===== DATA RECORDS
//! Configuration stored in `.waymeet/config.toml`.
//!
//! ```toml
//! [storage]
//! backend = "file"          # memory | file | redis
//! path = "storage.json"     # relative to the .waymeet directory
//! redis_url = "${REDIS_URL}"
//! prefix = "waymeet"
//!
//! [latency]
//! enabled = true
//! scale = 1.0
//!
//! [location]
//! latitude = -23.3045
//! longitude = -51.1696
//! city = "Londrina, Brasil"
//! ```

use std::path::{Path, PathBuf};
use std::str::FromStr;

use serde::{Deserialize, Serialize};

use crate::errors::{StoreError, StoreResult};
use crate::latency::Latency;
use crate::location::DEFAULT_LOCATION;
use crate::types::UserLocation;

pub const CONFIG_DIR: &str = ".waymeet";
pub const CONFIG_FILE: &str = "config.toml";
/// Overrides `[storage] backend`.
pub const STORAGE_ENV: &str = "WAYMEET_STORAGE";

#[derive(Debug, Clone, Default, Serialize, Deserialize, PartialEq)]
pub struct WaymeetConfig {
    #[serde(default)]
    pub storage: StorageSettings,
    #[serde(default)]
    pub latency: Latency,
    #[serde(default)]
    pub location: LocationSettings,
}

#[derive(Debug, Clone, Copy, Default, Serialize, Deserialize, PartialEq, Eq)]
#[serde(rename_all = "lowercase")]
pub enum StorageBackend {
    Memory,
    #[default]
    File,
    Redis,
}

impl FromStr for StorageBackend {
    type Err = StoreError;

    fn from_str(s: &str) -> Result<Self, Self::Err> {
        match s.trim().to_ascii_lowercase().as_str() {
            "memory" => Ok(StorageBackend::Memory),
            "file" => Ok(StorageBackend::File),
            "redis" => Ok(StorageBackend::Redis),
            other => Err(StoreError::Config {
                message: format!("unknown storage backend '{other}' (expected memory, file or redis)"),
            }),
        }
    }
}

#[derive(Debug, Clone, Serialize, Deserialize, PartialEq)]
pub struct StorageSettings {
    #[serde(default)]
    pub backend: StorageBackend,
    #[serde(default = "default_storage_path")]
    pub path: PathBuf,
    #[serde(default = "default_redis_url")]
    pub redis_url: String,
    #[serde(default = "default_prefix")]
    pub prefix: String,
}

impl Default for StorageSettings {
    fn default() -> Self {
        Self {
            backend: StorageBackend::default(),
            path: default_storage_path(),
            redis_url: default_redis_url(),
            prefix: default_prefix(),
        }
    }
}

fn default_storage_path() -> PathBuf {
    PathBuf::from("storage.json")
}

fn default_redis_url() -> String {
    "${REDIS_URL}".to_string()
}

fn default_prefix() -> String {
    "waymeet".to_string()
}

impl StorageSettings {
    /// The Redis URL with a `${VAR}` placeholder expanded from the environment.
    pub fn resolved_redis_url(&self) -> StoreResult<String> {
        expand_env(&self.redis_url)
    }
}

#[derive(Debug, Clone, Serialize, Deserialize, PartialEq)]
pub struct LocationSettings {
    #[serde(default = "default_latitude")]
    pub latitude: f64,
    #[serde(default = "default_longitude")]
    pub longitude: f64,
    #[serde(default)]
    pub city: Option<String>,
}

fn default_latitude() -> f64 {
    DEFAULT_LOCATION.latitude
}

fn default_longitude() -> f64 {
    DEFAULT_LOCATION.longitude
}

impl Default for LocationSettings {
    fn default() -> Self {
        Self {
            latitude: default_latitude(),
            longitude: default_longitude(),
            city: Some(DEFAULT_LOCATION.city.to_string()),
        }
    }
}

impl LocationSettings {
    pub fn to_location(&self) -> UserLocation {
        UserLocation {
            latitude: self.latitude,
            longitude: self.longitude,
            city: self.city.clone(),
        }
    }
}

/// Expand a whole-value `${VAR}` placeholder; other strings pass through.
pub fn expand_env(value: &str) -> StoreResult<String> {
    if let Some(var_name) = value.strip_prefix("${").and_then(|rest| rest.strip_suffix('}')) {
        std::env::var(var_name).map_err(|_| StoreError::Config {
            message: format!("environment variable {var_name} not set"),
        })
    } else {
        Ok(value.to_string())
    }
}

/// Where the config was found and what it says.
#[derive(Debug, Clone)]
pub struct ConfigContext {
    /// Directory holding `.waymeet`, or the start directory when none exists.
    pub root: PathBuf,
    pub config_dir: PathBuf,
    pub config_path: PathBuf,
    pub config: WaymeetConfig,
    /// Whether `config.toml` was actually read.
    pub loaded: bool,
}

impl ConfigContext {
    /// Search the current directory and its ancestors.
    pub fn find() -> StoreResult<Self> {
        let current_dir = std::env::current_dir()?;
        Self::find_from(&current_dir)
    }

    pub fn find_from(start: &Path) -> StoreResult<Self> {
        let root = start
            .ancestors()
            .find(|dir| dir.join(CONFIG_DIR).is_dir())
            .unwrap_or(start)
            .to_path_buf();
        Self::from_root(root)
    }

    pub fn from_root(root: PathBuf) -> StoreResult<Self> {
        let config_dir = root.join(CONFIG_DIR);
        let config_path = config_dir.join(CONFIG_FILE);

        let (mut config, loaded) = if config_path.exists() {
            let content = std::fs::read_to_string(&config_path)?;
            let config: WaymeetConfig = toml::from_str(&content).map_err(|err| StoreError::Config {
                message: format!("failed to parse {}: {err}", config_path.display()),
            })?;
            (config, true)
        } else {
            (WaymeetConfig::default(), false)
        };

        if let Ok(raw) = std::env::var(STORAGE_ENV) {
            config.storage.backend = raw.parse()?;
        }

        if config.storage.path.is_relative() {
            config.storage.path = config_dir.join(&config.storage.path);
        }

        Ok(Self {
            root,
            config_dir,
            config_path,
            config,
            loaded,
        })
    }

    /// Write the current config (with the storage path made relative again).
    pub fn write_default(&self) -> StoreResult<()> {
        std::fs::create_dir_all(&self.config_dir)?;
        let mut config = self.config.clone();
        if let Ok(relative) = config.storage.path.strip_prefix(&self.config_dir) {
            config.storage.path = relative.to_path_buf();
        }
        let toml = toml::to_string_pretty(&config).map_err(|err| StoreError::Config {
            message: format!("failed to encode config: {err}"),
        })?;
        std::fs::write(&self.config_path, toml)?;
        Ok(())
    }
}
==========
WORK REQUEST: Report how many lines in the entries hold the string "directory". Nothing but the number is wanted.

ANSWER TO THE EXERCISE: 3